*** Opening of Records to use ***

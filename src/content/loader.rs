//! Post loader - resolves a slug to its rendered content and metadata

use std::cmp::Ordering;
use std::sync::Arc;

use super::{frontmatter, LoadError, MarkdownRenderer, Post, PostSummary, RenderedPost, Slug};
use crate::cache::{self, RenderCache};
use crate::content::store::ContentStore;

/// Loads posts from a content store
pub struct PostLoader {
    store: Arc<dyn ContentStore>,
    renderer: MarkdownRenderer,
    cache: Option<RenderCache<RenderedPost>>,
    root: String,
    route: String,
    render_drafts: bool,
}

impl PostLoader {
    /// Create a loader with the default renderer, caching on and posts
    /// mounted under `/blog`
    pub fn new(store: Arc<dyn ContentStore>) -> Self {
        Self {
            store,
            renderer: MarkdownRenderer::new(),
            cache: Some(RenderCache::new()),
            root: "/".to_string(),
            route: "blog".to_string(),
            render_drafts: false,
        }
    }

    pub fn with_renderer(mut self, renderer: MarkdownRenderer) -> Self {
        self.renderer = renderer;
        self
    }

    /// Turn the render cache on or off
    pub fn with_cache(mut self, enabled: bool) -> Self {
        self.cache = enabled.then(RenderCache::new);
        self
    }

    /// URL prefix used for the `path` of listed posts
    pub fn with_route(mut self, root: &str, route: &str) -> Self {
        self.root = root.to_string();
        self.route = route.to_string();
        self
    }

    /// Include `published: false` posts in listings
    pub fn with_drafts(mut self, render_drafts: bool) -> Self {
        self.render_drafts = render_drafts;
        self
    }

    /// Load the post with this slug.
    ///
    /// Fails when the slug has no content file or the file cannot be read
    /// or parsed. The error is returned as is; nothing is retried.
    pub async fn load(&self, slug: &str) -> Result<Post, LoadError> {
        let slug = Slug::parse(slug)?;
        let rendered = self.load_rendered(&slug).await?;
        Ok(rendered.post.clone())
    }

    /// Load a single post in its listing form
    pub async fn load_summary(&self, slug: &str) -> Result<PostSummary, LoadError> {
        let slug = Slug::parse(slug)?;
        let rendered = self.load_rendered(&slug).await?;
        Ok(rendered.summary(&slug, &self.root, &self.route))
    }

    /// All published posts, newest first.
    ///
    /// Posts that fail to load are logged and left out.
    pub async fn list(&self) -> Result<Vec<PostSummary>, LoadError> {
        let mut summaries = Vec::new();

        for slug in self.store.slugs().await? {
            match self.load_rendered(&slug).await {
                Ok(rendered) => {
                    if rendered.post.metadata.published() || self.render_drafts {
                        summaries.push(rendered.summary(&slug, &self.root, &self.route));
                    }
                }
                Err(e) => {
                    tracing::warn!("Failed to load post {}: {}", slug, e);
                }
            }
        }

        summaries.sort_by(newest_first);
        Ok(summaries)
    }

    async fn load_rendered(&self, slug: &Slug) -> Result<Arc<RenderedPost>, LoadError> {
        let source = match self.store.read(slug).await {
            Ok(source) => source,
            Err(e) => {
                if let Some(cache) = &self.cache {
                    cache.remove(slug);
                }
                return Err(e);
            }
        };

        let Some(cache) = &self.cache else {
            return self.render(slug, &source).map(Arc::new);
        };

        let hash = cache::hash_content(&source);
        if let Some(rendered) = cache.get(slug, hash) {
            tracing::debug!("Cache hit for {}", slug);
            return Ok(rendered);
        }

        tracing::debug!("Rendering {}", slug);
        match self.render(slug, &source) {
            Ok(rendered) => {
                let rendered = Arc::new(rendered);
                cache.insert(slug.clone(), hash, Arc::clone(&rendered));
                Ok(rendered)
            }
            Err(e) => {
                cache.remove(slug);
                Err(e)
            }
        }
    }

    fn render(&self, slug: &Slug, source: &str) -> Result<RenderedPost, LoadError> {
        let (metadata, body) =
            frontmatter::split(source).map_err(|e| LoadError::front_matter(slug.as_str(), e))?;

        let (excerpt_md, full_md) = MarkdownRenderer::split_excerpt(body);
        let content = self.renderer.render(&full_md);
        let excerpt = excerpt_md.map(|e| self.renderer.render(&e));

        Ok(RenderedPost {
            post: Post { content, metadata },
            excerpt,
        })
    }
}

/// Sort by date descending; undated posts go last, ties by slug
fn newest_first(a: &PostSummary, b: &PostSummary) -> Ordering {
    match (a.metadata.date(), b.metadata.date()) {
        (Some(da), Some(db)) => db.cmp(&da),
        (Some(_), None) => Ordering::Less,
        (None, Some(_)) => Ordering::Greater,
        (None, None) => Ordering::Equal,
    }
    .then_with(|| a.slug.cmp(&b.slug))
}

#[cfg(test)]
mod tests {
    use super::*;
    use crate::content::store::{DirStore, MemoryStore};
    use serde_json::json;
    use std::fs;
    use tempfile::TempDir;

    const FOO: &str = "---\ntitle: Foo\n---\nHello";

    fn loader(store: MemoryStore) -> PostLoader {
        PostLoader::new(Arc::new(store))
    }

    #[tokio::test]
    async fn test_load_existing_post() {
        let loader = loader(MemoryStore::new().with_post("foo", FOO).unwrap());

        let post = loader.load("foo").await.unwrap();
        assert_eq!(post.content, "<p>Hello</p>\n");
        assert_eq!(
            serde_json::to_value(&post.metadata).unwrap(),
            json!({ "title": "Foo" })
        );
    }

    #[tokio::test]
    async fn test_load_missing_post_fails() {
        let loader = loader(MemoryStore::new().with_post("foo", FOO).unwrap());

        let err = loader.load("missing").await.unwrap_err();
        assert!(matches!(err, LoadError::NotFound(ref s) if s == "missing"));
    }

    #[tokio::test]
    async fn test_load_invalid_slug_fails() {
        let loader = loader(MemoryStore::new());

        for slug in ["", "..", "../foo", "a/b"] {
            let err = loader.load(slug).await.unwrap_err();
            assert!(matches!(err, LoadError::InvalidSlug(_)), "{slug:?}");
        }
    }

    #[tokio::test]
    async fn test_malformed_post_fails() {
        let source = "---\ntitle: [broken\n---\nbody";
        let loader = loader(MemoryStore::new().with_post("bad", source).unwrap());

        let err = loader.load("bad").await.unwrap_err();
        assert!(matches!(err, LoadError::FrontMatter { ref slug, .. } if slug == "bad"));
    }

    #[tokio::test]
    async fn test_metadata_passes_through_unchanged() {
        let source = r#"---
title: Foo
date: 2024-03-01
tags: [a, b]
draft_note: ~
weight: 2.5
series:
  name: Intro
  part: 1
---
Body
"#;
        let loader = loader(MemoryStore::new().with_post("foo", source).unwrap());

        let post = loader.load("foo").await.unwrap();
        let (expected, _) = frontmatter::split(source).unwrap();
        assert_eq!(post.metadata, expected);
        assert_eq!(
            post.metadata.keys().collect::<Vec<_>>(),
            vec!["title", "date", "tags", "draft_note", "weight", "series"]
        );
        assert_eq!(post.metadata.get("draft_note"), Some(&json!(null)));
        assert_eq!(post.metadata.get("series"), Some(&json!({ "name": "Intro", "part": 1 })));
    }

    #[tokio::test]
    async fn test_repeated_loads_are_equal() {
        for cached in [true, false] {
            let loader = loader(MemoryStore::new().with_post("foo", FOO).unwrap()).with_cache(cached);

            let first = loader.load("foo").await.unwrap();
            let second = loader.load("foo").await.unwrap();
            assert_eq!(first, second);
        }
    }

    #[tokio::test]
    async fn test_edits_are_picked_up_with_cache() {
        let dir = TempDir::new().unwrap();
        let path = dir.path().join("foo.svx");
        fs::write(&path, FOO).unwrap();

        let loader = PostLoader::new(Arc::new(DirStore::new(dir.path(), "svx")));
        assert_eq!(loader.load("foo").await.unwrap().content, "<p>Hello</p>\n");

        fs::write(&path, "---\ntitle: Foo v2\n---\nGoodbye").unwrap();
        let post = loader.load("foo").await.unwrap();
        assert_eq!(post.content, "<p>Goodbye</p>\n");
        assert_eq!(post.metadata.title(), Some("Foo v2"));

        fs::remove_file(&path).unwrap();
        assert!(loader.load("foo").await.unwrap_err().is_not_found());
    }

    #[tokio::test]
    async fn test_excerpt_is_rendered_separately() {
        let source = "---\ntitle: Long\n---\nIntro.\n<!-- more -->\nRest.";
        let loader = loader(MemoryStore::new().with_post("long", source).unwrap());

        let post = loader.load("long").await.unwrap();
        assert!(post.content.contains("<p>Intro.</p>"));
        assert!(post.content.contains("<p>Rest.</p>"));

        let summary = loader.load_summary("long").await.unwrap();
        assert_eq!(summary.excerpt.as_deref(), Some("<p>Intro.</p>\n"));
        assert_eq!(summary.path, "/blog/long");
    }

    #[tokio::test]
    async fn test_list_newest_first_and_skips_broken() {
        let store = MemoryStore::new()
            .with_post("old", "---\ntitle: Old\ndate: 2023-01-01\n---\nold")
            .unwrap()
            .with_post("new", "---\ntitle: New\ndate: 2024-06-01\n---\nnew")
            .unwrap()
            .with_post("undated", "---\ntitle: Undated\n---\nundated")
            .unwrap()
            .with_post("broken", "---\ntitle: [oops\n---\nbroken")
            .unwrap();
        let loader = loader(store).with_route("/site/", "posts");

        let posts = loader.list().await.unwrap();
        let slugs: Vec<_> = posts.iter().map(|p| p.slug.as_str()).collect();
        assert_eq!(slugs, vec!["new", "old", "undated"]);
        assert_eq!(posts[0].path, "/site/posts/new");
    }

    #[tokio::test]
    async fn test_list_hides_drafts_unless_enabled() {
        let store = MemoryStore::new()
            .with_post("live", "---\ntitle: Live\n---\nlive")
            .unwrap()
            .with_post("draft", "---\ntitle: Draft\npublished: false\n---\ndraft")
            .unwrap();

        let hidden = loader(store.clone()).list().await.unwrap();
        assert_eq!(hidden.len(), 1);
        assert_eq!(hidden[0].slug.as_str(), "live");

        let shown = loader(store.clone()).with_drafts(true).list().await.unwrap();
        assert_eq!(shown.len(), 2);

        // drafts stay loadable by slug
        assert!(loader(store).load("draft").await.is_ok());
    }

    #[tokio::test]
    async fn test_body_opening_with_svelte_block_loads() {
        let source = "{#if true}\n<p>Hi</p>\n{/if}\n\nHello";
        let loader = loader(MemoryStore::new().with_post("svelte", source).unwrap());

        let post = loader.load("svelte").await.unwrap();
        assert!(post.metadata.is_empty());
        assert!(post.content.contains("{#if true}"));
        assert!(post.content.contains("<p>Hello</p>"));
    }

    #[tokio::test]
    async fn test_concurrent_loads_share_the_cache() {
        let store = MemoryStore::new()
            .with_post("a", "---\ntitle: A\n---\nAlpha")
            .unwrap()
            .with_post("b", "---\ntitle: B\n---\nBeta")
            .unwrap();
        let loader = loader(store);

        let (a1, b, a2, missing) = tokio::join!(
            loader.load("a"),
            loader.load("b"),
            loader.load("a"),
            loader.load("missing"),
        );

        let a1 = a1.unwrap();
        assert_eq!(a1, a2.unwrap());
        assert_eq!(a1.metadata.title(), Some("A"));
        assert_eq!(a1.content, "<p>Alpha</p>\n");
        assert_eq!(b.unwrap().content, "<p>Beta</p>\n");
        assert!(missing.unwrap_err().is_not_found());

        let cache = loader.cache.as_ref().unwrap();
        assert_eq!(cache.len(), 2);
        assert!(cache.get(&Slug::parse("missing").unwrap(), 0).is_none());
    }
}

*** Close of Records to use ***

[Exercise directions] Please work out how many lines above carry "MarkdownRenderer", writing only the result.

[Output below] 5